欧州委員会は6月28日、EUがブラジルやアルゼンチンなど南米4カ国が加盟する関税同盟、南米南部共同市場(メルコスル)との自由貿易協定(FTA)締結で政治合意したと発表した。保護主義的な通商政策が広がりをみせる中、発効すれば人口およそ7億8,000万人を擁し、国内総生産(GDP)約19兆ユーロ(約2,300兆円)に上る巨大自由貿易圏が誕生する。
EUとメルコスル(ブラジル、アルゼンチン、パラグアイ、ウルグアイ)はブリュッセルで開いた外相級会議でFTAに政治合意した。欧州委のユンケル委員長は「貿易の緊張が高まる中、われわれはルールに沿った貿易を支持するとの強いシグナルを送った」とコメント。マルムストローム委員(通商担当)も「互恵的で開かれた、ルールに基づく貿易を支持するという明確なメッセージだ」と強調した。一方、ブラジルのボルソナロ大統領はツイッターで「これまでで最も重要な貿易協定の1つになる。われわれの経済に大きな利益をもたらす」とコメントした。

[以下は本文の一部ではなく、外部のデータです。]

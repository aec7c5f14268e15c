//! Request/response snapshots and the network the worker fetches through.

use color_eyre::{eyre::eyre, Result};
use reqwest::{header, Client, Method};
use std::future::Future;
use std::time::Duration;
use url::Url;

/// How a request interacts with the HTTP cache between worker and server.
#[derive(Debug, Clone, Copy, Default, PartialEq, Eq)]
pub enum CacheMode {
  #[default]
  Default,
  /// Bypass any intermediate cache and revalidate against the server.
  Reload,
}

/// An outgoing request.
#[derive(Debug, Clone, PartialEq, Eq)]
pub struct Request {
  pub method: Method,
  pub url: Url,
  pub cache: CacheMode,
}

impl Request {
  pub fn get(url: Url) -> Self {
    Self {
      method: Method::GET,
      url,
      cache: CacheMode::Default,
    }
  }

  pub fn with_cache(mut self, cache: CacheMode) -> Self {
    self.cache = cache;
    self
  }
}

/// A fully buffered response, as stored in a cache.
#[derive(Debug, Clone, PartialEq, Eq)]
pub struct Response {
  pub url: Url,
  pub status: u16,
  pub headers: Vec<(String, String)>,
  pub body: Vec<u8>,
}

impl Response {
  pub fn new(url: Url, status: u16, body: impl Into<Vec<u8>>) -> Self {
    Self {
      url,
      status,
      headers: Vec::new(),
      body: body.into(),
    }
  }

  /// Whether the status is in the 2xx range.
  pub fn is_ok(&self) -> bool {
    (200..300).contains(&self.status)
  }

  pub fn header(&self, name: &str) -> Option<&str> {
    self
      .headers
      .iter()
      .find(|(k, _)| k.eq_ignore_ascii_case(name))
      .map(|(_, v)| v.as_str())
  }
}

/// Transport used by the worker for every outgoing request.
///
/// An `Err` means the request never produced a response (DNS, connection,
/// timeout); HTTP error statuses are returned as `Ok` responses.
pub trait Network: Send + Sync {
  fn fetch(&self, request: &Request) -> impl Future<Output = Result<Response>> + Send;
}

/// Network backed by a shared reqwest client.
#[derive(Clone)]
pub struct ReqwestNetwork {
  client: Client,
}

impl ReqwestNetwork {
  pub fn new(timeout: Duration) -> Result<Self> {
    let client = Client::builder()
      .timeout(timeout)
      .build()
      .map_err(|e| eyre!("Failed to create HTTP client: {}", e))?;

    Ok(Self { client })
  }
}

impl Network for ReqwestNetwork {
  async fn fetch(&self, request: &Request) -> Result<Response> {
    let mut builder = self
      .client
      .request(request.method.clone(), request.url.clone());

    if request.cache == CacheMode::Reload {
      builder = builder
        .header(header::CACHE_CONTROL, "no-cache")
        .header(header::PRAGMA, "no-cache");
    }

    let response = builder
      .send()
      .await
      .map_err(|e| eyre!("Failed to fetch {}: {}", request.url, e))?;

    let url = response.url().clone();
    let status = response.status().as_u16();
    let headers = response
      .headers()
      .iter()
      .filter_map(|(name, value)| {
        value
          .to_str()
          .ok()
          .map(|v| (name.as_str().to_string(), v.to_string()))
      })
      .collect();

    let body = response
      .bytes()
      .await
      .map_err(|e| eyre!("Failed to read body of {}: {}", request.url, e))?;

    Ok(Response {
      url,
      status,
      headers,
      body: body.to_vec(),
    })
  }
}

#[cfg(test)]
mod tests {
  use super::*;

  #[test]
  fn test_is_ok_range() {
    let url = Url::parse("https://app.test/a.js").unwrap();
    assert!(Response::new(url.clone(), 200, "").is_ok());
    assert!(Response::new(url.clone(), 204, "").is_ok());
    assert!(!Response::new(url.clone(), 304, "").is_ok());
    assert!(!Response::new(url.clone(), 404, "").is_ok());
    assert!(!Response::new(url, 503, "").is_ok());
  }

  #[test]
  fn test_header_lookup_is_case_insensitive() {
    let mut response = Response::new(Url::parse("https://app.test/").unwrap(), 200, "");
    response
      .headers
      .push(("content-type".into(), "text/html".into()));
    assert_eq!(response.header("Content-Type"), Some("text/html"));
    assert_eq!(response.header("etag"), None);
  }
}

欧州委によると、EUからメルコスルへのモノの輸出は年間約450億ユーロ、メルコスルからEUへの輸出は約430億ユーロに上る。FTAが発効すると、EUからメルコスルに輸出する品目の91%、メルコスルからEUに輸出する品目の92%で関税が撤廃される。
メルコスル側は現在、EUから輸出する自動車に最大35%、自動車部品に14~18%の関税をかけているほか、機械類には14~20%、化学製品にも18%以上の関税を課している。欧州委はFTAが発効すると関税の撤廃や低減によりこうした品目を中心に輸出が拡大し、EU側の企業は年間40億ユーロ以上の恩恵を受けると試算している。
EUとメルコスルは2000年にFTA交渉を開始したが、ブラジルとアルゼンチンで保護主義を掲げる政権が誕生したことなどにより、交渉を中断していた。15年以降に両国で政権交代を経て自由開放路線に転換したことを受け、17年から交渉を再開していた。